use embassy_stm32::dma::NoDma;
use embassy_stm32::gpio::{AnyPin, Input, Level, Output, Pin, Pull, Speed};
use embassy_stm32::i2c::I2c;
use embassy_stm32::peripherals::{DMA1_CH1, I2C1, SPI1, USART3};
use embassy_stm32::rcc::*;
use embassy_stm32::spi::{Config as SpiConfig, Spi};
use embassy_stm32::time::Hertz as TimeHertz;
use embassy_stm32::usart::{Config as UsartConfig, Uart, UartRx};
use embassy_stm32::{bind_interrupts, peripherals, Config};

bind_interrupts!(struct Irqs {
    I2C1_EV  => embassy_stm32::i2c::EventInterruptHandler<peripherals::I2C1>;
    I2C1_ER  => embassy_stm32::i2c::ErrorInterruptHandler<peripherals::I2C1>;
    USART3   => embassy_stm32::usart::InterruptHandler<peripherals::USART3>;
});

pub type BaroI2c = I2c<'static, I2C1, NoDma, NoDma>;
pub type ImuSpi = Spi<'static, SPI1, NoDma, NoDma>;
pub type ImuCs = Output<'static, AnyPin>;
pub type GpsRx = UartRx<'static, USART3, DMA1_CH1>;

/// Everything the vario uses, configured.
pub struct Board {
    pub baro_i2c: BaroI2c,
    pub imu_spi: ImuSpi,
    pub imu_cs: ImuCs,
    pub gps_rx: GpsRx,
    pub led: Output<'static, AnyPin>,
    /// High while USB power is present.
    pub vbus: Input<'static, AnyPin>,
    /// Low while the power switch is off.
    pub power_switch: Input<'static, AnyPin>,
    pub usb: peripherals::USB_OTG_FS,
    pub usb_dp: peripherals::PA12,
    pub usb_dm: peripherals::PA11,
}

impl Board {
    pub fn init() -> Self {
        let mut config = Config::default();
        config.rcc.hse = Some(Hse {
            freq: TimeHertz(8_000_000),
            mode: HseMode::Oscillator,
        });
        config.rcc.pll_src = PllSource::HSE;
        config.rcc.pll = Some(Pll {
            prediv: PllPreDiv::DIV4,
            mul: PllMul::MUL168,
            divp: Some(PllPDiv::DIV2), // 168 MHz
            divq: Some(PllQDiv::DIV7), // 48 MHz for USB
            divr: None,
        });
        config.rcc.sys = Sysclk::PLL1_P;
        config.rcc.ahb_pre = AHBPrescaler::DIV1;
        config.rcc.apb1_pre = APBPrescaler::DIV4;
        config.rcc.apb2_pre = APBPrescaler::DIV2;

        let p = embassy_stm32::init(config);

        // MS5611 @ 400 kHz (SCL=PB8, SDA=PB9)
        let baro_i2c = I2c::new(
            p.I2C1,
            p.PB8,
            p.PB9,
            Irqs,
            NoDma,
            NoDma,
            TimeHertz(400_000),
            Default::default(),
        );

        // ICM-42688 @ 10 MHz (SCK=PA5, MOSI=PA7, MISO=PA6, CS=PB12)
        let mut spi_config = SpiConfig::default();
        spi_config.frequency = TimeHertz(10_000_000);
        let imu_spi = Spi::new(p.SPI1, p.PA5, p.PA7, p.PA6, NoDma, NoDma, spi_config);
        let imu_cs = Output::new(p.PB12.degrade(), Level::High, Speed::VeryHigh);

        // GPS NMEA @ 9600 (TX=PB10, RX=PB11); the receiver is never written to
        let mut gps_config = UsartConfig::default();
        gps_config.baudrate = 9_600;
        let gps_rx = match Uart::new(
            p.USART3, p.PB11, p.PB10, Irqs, p.DMA1_CH3, p.DMA1_CH1, gps_config,
        ) {
            Ok(uart) => uart.split().1,
            Err(e) => defmt::panic!("gps uart config rejected: {}", defmt::Debug2Format(&e)),
        };

        Self {
            baro_i2c,
            imu_spi,
            imu_cs,
            gps_rx,
            led: Output::new(p.PC13.degrade(), Level::High, Speed::Low),
            vbus: Input::new(p.PA9.degrade(), Pull::Down),
            power_switch: Input::new(p.PB4.degrade(), Pull::Up),
            usb: p.USB_OTG_FS,
            usb_dp: p.PA12,
            usb_dm: p.PA11,
        }
    }
}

Directions: Leaving out every line before the one with "NoDma, NoDma, spi_config);", print the rest of the listing above exactly, through its final line.

Answer box:
        let imu_spi = Spi::new(p.SPI1, p.PA5, p.PA7, p.PA6, NoDma, NoDma, spi_config);
        let imu_cs = Output::new(p.PB12.degrade(), Level::High, Speed::VeryHigh);

        // GPS NMEA @ 9600 (TX=PB10, RX=PB11); the receiver is never written to
        let mut gps_config = UsartConfig::default();
        gps_config.baudrate = 9_600;
        let gps_rx = match Uart::new(
            p.USART3, p.PB11, p.PB10, Irqs, p.DMA1_CH3, p.DMA1_CH1, gps_config,
        ) {
            Ok(uart) => uart.split().1,
            Err(e) => defmt::panic!("gps uart config rejected: {}", defmt::Debug2Format(&e)),
        };

        Self {
            baro_i2c,
            imu_spi,
            imu_cs,
            gps_rx,
            led: Output::new(p.PC13.degrade(), Level::High, Speed::Low),
            vbus: Input::new(p.PA9.degrade(), Pull::Down),
            power_switch: Input::new(p.PB4.degrade(), Pull::Up),
            usb: p.USB_OTG_FS,
            usb_dp: p.PA12,
            usb_dm: p.PA11,
        }
    }
}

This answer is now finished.